WORK REQUEST: Nothing in the records may change when you print them out again.

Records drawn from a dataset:
☆ ☆ ☆
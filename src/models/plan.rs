use serde::{Deserialize, Serialize};
use std::collections::BTreeMap;
use validator::Validate;

use super::batch::{BatchId, BatchRecord, Student};
use super::seat::{PaperSet, Seat};

/// Input of one generation call, as consumed from the API layer.
#[derive(Debug, Clone, PartialEq, Eq, Serialize, Deserialize, Validate)]
pub struct GenerationRequest {
    #[validate(range(min = 1, max = 500))]
    pub rows: usize,
    #[validate(range(min = 1, max = 500))]
    pub cols: usize,
    #[serde(default, skip_serializing_if = "Option::is_none")]
    #[validate(range(min = 1))]
    pub block_width: Option<usize>,
    #[serde(default, skip_serializing_if = "Option::is_none")]
    pub block_structure: Option<Vec<usize>>,
    /// `[row, col]` pairs, zero-based.
    #[serde(default)]
    pub broken_seats: Vec<[usize; 2]>,
    #[validate(range(min = 1, max = 100))]
    pub num_batches: usize,
    #[serde(default)]
    pub batch_student_counts: BTreeMap<BatchId, usize>,
    #[serde(default)]
    pub batch_roll_numbers: BTreeMap<BatchId, Vec<Student>>,
    #[serde(default)]
    pub batch_labels: BTreeMap<BatchId, String>,
    #[serde(default)]
    pub batch_colors: BTreeMap<BatchId, String>,
    /// Sample first roll per batch, used to generate rolls when no roster is uploaded.
    #[serde(default)]
    pub start_rolls: BTreeMap<BatchId, String>,
    #[serde(default)]
    pub allow_adjacent_same_batch: bool,
    #[serde(default)]
    pub randomize_within_column: bool,
    #[serde(default, skip_serializing_if = "Option::is_none")]
    pub shuffle_seed: Option<u64>,
}

impl GenerationRequest {
    pub fn new(rows: usize, cols: usize, num_batches: usize) -> Self {
        Self {
            rows,
            cols,
            block_width: None,
            block_structure: None,
            broken_seats: Vec::new(),
            num_batches,
            batch_student_counts: BTreeMap::new(),
            batch_roll_numbers: BTreeMap::new(),
            batch_labels: BTreeMap::new(),
            batch_colors: BTreeMap::new(),
            start_rolls: BTreeMap::new(),
            allow_adjacent_same_batch: false,
            randomize_within_column: false,
            shuffle_seed: None,
        }
    }

    pub fn with_roster<I, S>(mut self, batch_id: BatchId, rolls: I) -> Self
    where
        I: IntoIterator<Item = S>,
        S: Into<String>,
    {
        let roster: Vec<Student> = rolls.into_iter().map(Student::new).collect();
        self.batch_roll_numbers.insert(batch_id, roster);
        self
    }

    pub fn with_count(mut self, batch_id: BatchId, count: usize) -> Self {
        self.batch_student_counts.insert(batch_id, count);
        self
    }
}

#[derive(Debug, Clone, Copy, PartialEq, Eq, PartialOrd, Ord, Serialize, Deserialize)]
#[serde(rename_all = "SCREAMING_SNAKE_CASE")]
pub enum Priority {
    Critical,
    High,
    Medium,
    Low,
}

impl Priority {
    /// Unsatisfied checks at this priority reject the plan.
    pub fn is_blocking(self) -> bool {
        matches!(self, Priority::Critical | Priority::High)
    }
}

#[derive(Debug, Clone, PartialEq, Eq, Serialize, Deserialize)]
pub struct ConstraintResult {
    pub name: String,
    pub priority: Priority,
    pub satisfied: bool,
    pub message: String,
}

#[derive(Debug, Clone, Default, PartialEq, Eq, Serialize, Deserialize)]
pub struct PaperSetDistribution {
    #[serde(rename = "A")]
    pub a: usize,
    #[serde(rename = "B")]
    pub b: usize,
}

#[derive(Debug, Clone, Default, PartialEq, Eq, Serialize, Deserialize)]
pub struct Summary {
    pub total_available_seats: usize,
    pub total_allocated_students: usize,
    pub broken_seats_count: usize,
    /// Occupied seats per batch label.
    pub batch_distribution: BTreeMap<String, usize>,
    pub paper_set_distribution: PaperSetDistribution,
    /// Declared students per batch label that have no seat in this grid.
    pub unallocated_per_batch: BTreeMap<String, usize>,
}

impl Summary {
    pub fn compute(seating: &[Vec<Seat>], batches: &[BatchRecord]) -> Self {
        let mut summary = Summary::default();
        let mut seated: BTreeMap<BatchId, usize> = BTreeMap::new();

        for seat in seating.iter().flatten() {
            if seat.is_broken() {
                summary.broken_seats_count += 1;
                continue;
            }
            summary.total_available_seats += 1;
            let Some(occupant) = seat.occupant() else { continue };

            summary.total_allocated_students += 1;
            let label = occupant.batch_label.clone().unwrap_or_else(|| "External".to_string());
            *summary.batch_distribution.entry(label).or_default() += 1;
            if let Some(id) = occupant.batch_id {
                *seated.entry(id).or_default() += 1;
            }
            match occupant.paper_set {
                Some(PaperSet::A) => summary.paper_set_distribution.a += 1,
                Some(PaperSet::B) => summary.paper_set_distribution.b += 1,
                None => {}
            }
        }

        for batch in batches {
            let placed = seated.get(&batch.batch_id).copied().unwrap_or(0);
            summary
                .unallocated_per_batch
                .insert(batch.label.clone(), batch.declared_count.saturating_sub(placed));
        }
        summary
    }
}

/// Full output of one generation call. Immutable apart from the external
/// seat-patch path.
#[derive(Debug, Clone, PartialEq, Eq, Serialize, Deserialize)]
pub struct AllocationResult {
    pub rows: usize,
    pub cols: usize,
    pub seating: Vec<Vec<Seat>>,
    pub batches: Vec<BatchRecord>,
    pub summary: Summary,
    pub constraints: Vec<ConstraintResult>,
    /// Non-fatal notes raised while building the grid.
    #[serde(default)]
    pub warnings: Vec<String>,
}

impl AllocationResult {
    pub fn seat(&self, row: usize, col: usize) -> Option<&Seat> {
        self.seating.get(row).and_then(|r| r.get(col))
    }

    pub fn occupied_seats(&self) -> impl Iterator<Item = &Seat> {
        self.seating.iter().flatten().filter(|s| s.occupant().is_some())
    }

    pub fn validation(&self) -> ValidationReport {
        let mut errors = Vec::new();
        let mut warnings = Vec::new();
        for check in self.constraints.iter().filter(|c| !c.satisfied) {
            if check.priority.is_blocking() {
                errors.push(check.message.clone());
            } else {
                warnings.push(check.message.clone());
            }
        }
        warnings.extend(self.warnings.iter().cloned());
        ValidationReport { is_valid: errors.is_empty(), errors, warnings }
    }
}

#[derive(Debug, Clone, PartialEq, Eq, Serialize, Deserialize)]
pub struct ValidationReport {
    pub is_valid: bool,
    pub errors: Vec<String>,
    pub warnings: Vec<String>,
}

#[derive(Debug, Clone, PartialEq, Eq, Serialize, Deserialize)]
pub struct ConstraintsStatus {
    pub constraints: Vec<ConstraintResult>,
}

/// Response produced for the API layer.
#[derive(Debug, Clone, PartialEq, Eq, Serialize, Deserialize)]
pub struct GenerationResponse {
    pub seating: Vec<Vec<Seat>>,
    pub summary: Summary,
    pub validation: ValidationReport,
    pub constraints_status: ConstraintsStatus,
}

impl From<&AllocationResult> for GenerationResponse {
    fn from(result: &AllocationResult) -> Self {
        Self {
            seating: result.seating.clone(),
            summary: result.summary.clone(),
            validation: result.validation(),
            constraints_status: ConstraintsStatus { constraints: result.constraints.clone() },
        }
    }
}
☆ ☆ ☆
ANSWER SPACE:
filename src/models/plan.rs
use serde::{Deserialize, Serialize};
use std::collections::BTreeMap;
use validator::Validate;

use super::batch::{BatchId, BatchRecord, Student};
use super::seat::{PaperSet, Seat};

/// Input of one generation call, as consumed from the API layer.
#[derive(Debug, Clone, PartialEq, Eq, Serialize, Deserialize, Validate)]
pub struct GenerationRequest {
    #[validate(range(min = 1, max = 500))]
    pub rows: usize,
    #[validate(range(min = 1, max = 500))]
    pub cols: usize,
    #[serde(default, skip_serializing_if = "Option::is_none")]
    #[validate(range(min = 1))]
    pub block_width: Option<usize>,
    #[serde(default, skip_serializing_if = "Option::is_none")]
    pub block_structure: Option<Vec<usize>>,
    /// `[row, col]` pairs, zero-based.
    #[serde(default)]
    pub broken_seats: Vec<[usize; 2]>,
    #[validate(range(min = 1, max = 100))]
    pub num_batches: usize,
    #[serde(default)]
    pub batch_student_counts: BTreeMap<BatchId, usize>,
    #[serde(default)]
    pub batch_roll_numbers: BTreeMap<BatchId, Vec<Student>>,
    #[serde(default)]
    pub batch_labels: BTreeMap<BatchId, String>,
    #[serde(default)]
    pub batch_colors: BTreeMap<BatchId, String>,
    /// Sample first roll per batch, used to generate rolls when no roster is uploaded.
    #[serde(default)]
    pub start_rolls: BTreeMap<BatchId, String>,
    #[serde(default)]
    pub allow_adjacent_same_batch: bool,
    #[serde(default)]
    pub randomize_within_column: bool,
    #[serde(default, skip_serializing_if = "Option::is_none")]
    pub shuffle_seed: Option<u64>,
}

impl GenerationRequest {
    pub fn new(rows: usize, cols: usize, num_batches: usize) -> Self {
        Self {
            rows,
            cols,
            block_width: None,
            block_structure: None,
            broken_seats: Vec::new(),
            num_batches,
            batch_student_counts: BTreeMap::new(),
            batch_roll_numbers: BTreeMap::new(),
            batch_labels: BTreeMap::new(),
            batch_colors: BTreeMap::new(),
            start_rolls: BTreeMap::new(),
            allow_adjacent_same_batch: false,
            randomize_within_column: false,
            shuffle_seed: None,
        }
    }

    pub fn with_roster<I, S>(mut self, batch_id: BatchId, rolls: I) -> Self
    where
        I: IntoIterator<Item = S>,
        S: Into<String>,
    {
        let roster: Vec<Student> = rolls.into_iter().map(Student::new).collect();
        self.batch_roll_numbers.insert(batch_id, roster);
        self
    }

    pub fn with_count(mut self, batch_id: BatchId, count: usize) -> Self {
        self.batch_student_counts.insert(batch_id, count);
        self
    }
}

#[derive(Debug, Clone, Copy, PartialEq, Eq, PartialOrd, Ord, Serialize, Deserialize)]
#[serde(rename_all = "SCREAMING_SNAKE_CASE")]
pub enum Priority {
    Critical,
    High,
    Medium,
    Low,
}

impl Priority {
    /// Unsatisfied checks at this priority reject the plan.
    pub fn is_blocking(self) -> bool {
        matches!(self, Priority::Critical | Priority::High)
    }
}

#[derive(Debug, Clone, PartialEq, Eq, Serialize, Deserialize)]
pub struct ConstraintResult {
    pub name: String,
    pub priority: Priority,
    pub satisfied: bool,
    pub message: String,
}

#[derive(Debug, Clone, Default, PartialEq, Eq, Serialize, Deserialize)]
pub struct PaperSetDistribution {
    #[serde(rename = "A")]
    pub a: usize,
    #[serde(rename = "B")]
    pub b: usize,
}

#[derive(Debug, Clone, Default, PartialEq, Eq, Serialize, Deserialize)]
pub struct Summary {
    pub total_available_seats: usize,
    pub total_allocated_students: usize,
    pub broken_seats_count: usize,
    /// Occupied seats per batch label.
    pub batch_distribution: BTreeMap<String, usize>,
    pub paper_set_distribution: PaperSetDistribution,
    /// Declared students per batch label that have no seat in this grid.
    pub unallocated_per_batch: BTreeMap<String, usize>,
}

impl Summary {
    pub fn compute(seating: &[Vec<Seat>], batches: &[BatchRecord]) -> Self {
        let mut summary = Summary::default();
        let mut seated: BTreeMap<BatchId, usize> = BTreeMap::new();

        for seat in seating.iter().flatten() {
            if seat.is_broken() {
                summary.broken_seats_count += 1;
                continue;
            }
            summary.total_available_seats += 1;
            let Some(occupant) = seat.occupant() else { continue };

            summary.total_allocated_students += 1;
            let label = occupant.batch_label.clone().unwrap_or_else(|| "External".to_string());
            *summary.batch_distribution.entry(label).or_default() += 1;
            if let Some(id) = occupant.batch_id {
                *seated.entry(id).or_default() += 1;
            }
            match occupant.paper_set {
                Some(PaperSet::A) => summary.paper_set_distribution.a += 1,
                Some(PaperSet::B) => summary.paper_set_distribution.b += 1,
                None => {}
            }
        }

        for batch in batches {
            let placed = seated.get(&batch.batch_id).copied().unwrap_or(0);
            summary
                .unallocated_per_batch
                .insert(batch.label.clone(), batch.declared_count.saturating_sub(placed));
        }
        summary
    }
}

/// Full output of one generation call. Immutable apart from the external
/// seat-patch path.
#[derive(Debug, Clone, PartialEq, Eq, Serialize, Deserialize)]
pub struct AllocationResult {
    pub rows: usize,
    pub cols: usize,
    pub seating: Vec<Vec<Seat>>,
    pub batches: Vec<BatchRecord>,
    pub summary: Summary,
    pub constraints: Vec<ConstraintResult>,
    /// Non-fatal notes raised while building the grid.
    #[serde(default)]
    pub warnings: Vec<String>,
}

impl AllocationResult {
    pub fn seat(&self, row: usize, col: usize) -> Option<&Seat> {
        self.seating.get(row).and_then(|r| r.get(col))
    }

    pub fn occupied_seats(&self) -> impl Iterator<Item = &Seat> {
        self.seating.iter().flatten().filter(|s| s.occupant().is_some())
    }

    pub fn validation(&self) -> ValidationReport {
        let mut errors = Vec::new();
        let mut warnings = Vec::new();
        for check in self.constraints.iter().filter(|c| !c.satisfied) {
            if check.priority.is_blocking() {
                errors.push(check.message.clone());
            } else {
                warnings.push(check.message.clone());
            }
        }
        warnings.extend(self.warnings.iter().cloned());
        ValidationReport { is_valid: errors.is_empty(), errors, warnings }
    }
}

#[derive(Debug, Clone, PartialEq, Eq, Serialize, Deserialize)]
pub struct ValidationReport {
    pub is_valid: bool,
    pub errors: Vec<String>,
    pub warnings: Vec<String>,
}

#[derive(Debug, Clone, PartialEq, Eq, Serialize, Deserialize)]
pub struct ConstraintsStatus {
    pub constraints: Vec<ConstraintResult>,
}

/// Response produced for the API layer.
#[derive(Debug, Clone, PartialEq, Eq, Serialize, Deserialize)]
pub struct GenerationResponse {
    pub seating: Vec<Vec<Seat>>,
    pub summary: Summary,
    pub validation: ValidationReport,
    pub constraints_status: ConstraintsStatus,
}

impl From<&AllocationResult> for GenerationResponse {
    fn from(result: &AllocationResult) -> Self {
        Self {
            seating: result.seating.clone(),
            summary: result.summary.clone(),
            validation: result.validation(),
            constraints_status: ConstraintsStatus { constraints: result.constraints.clone() },
        }
    }
}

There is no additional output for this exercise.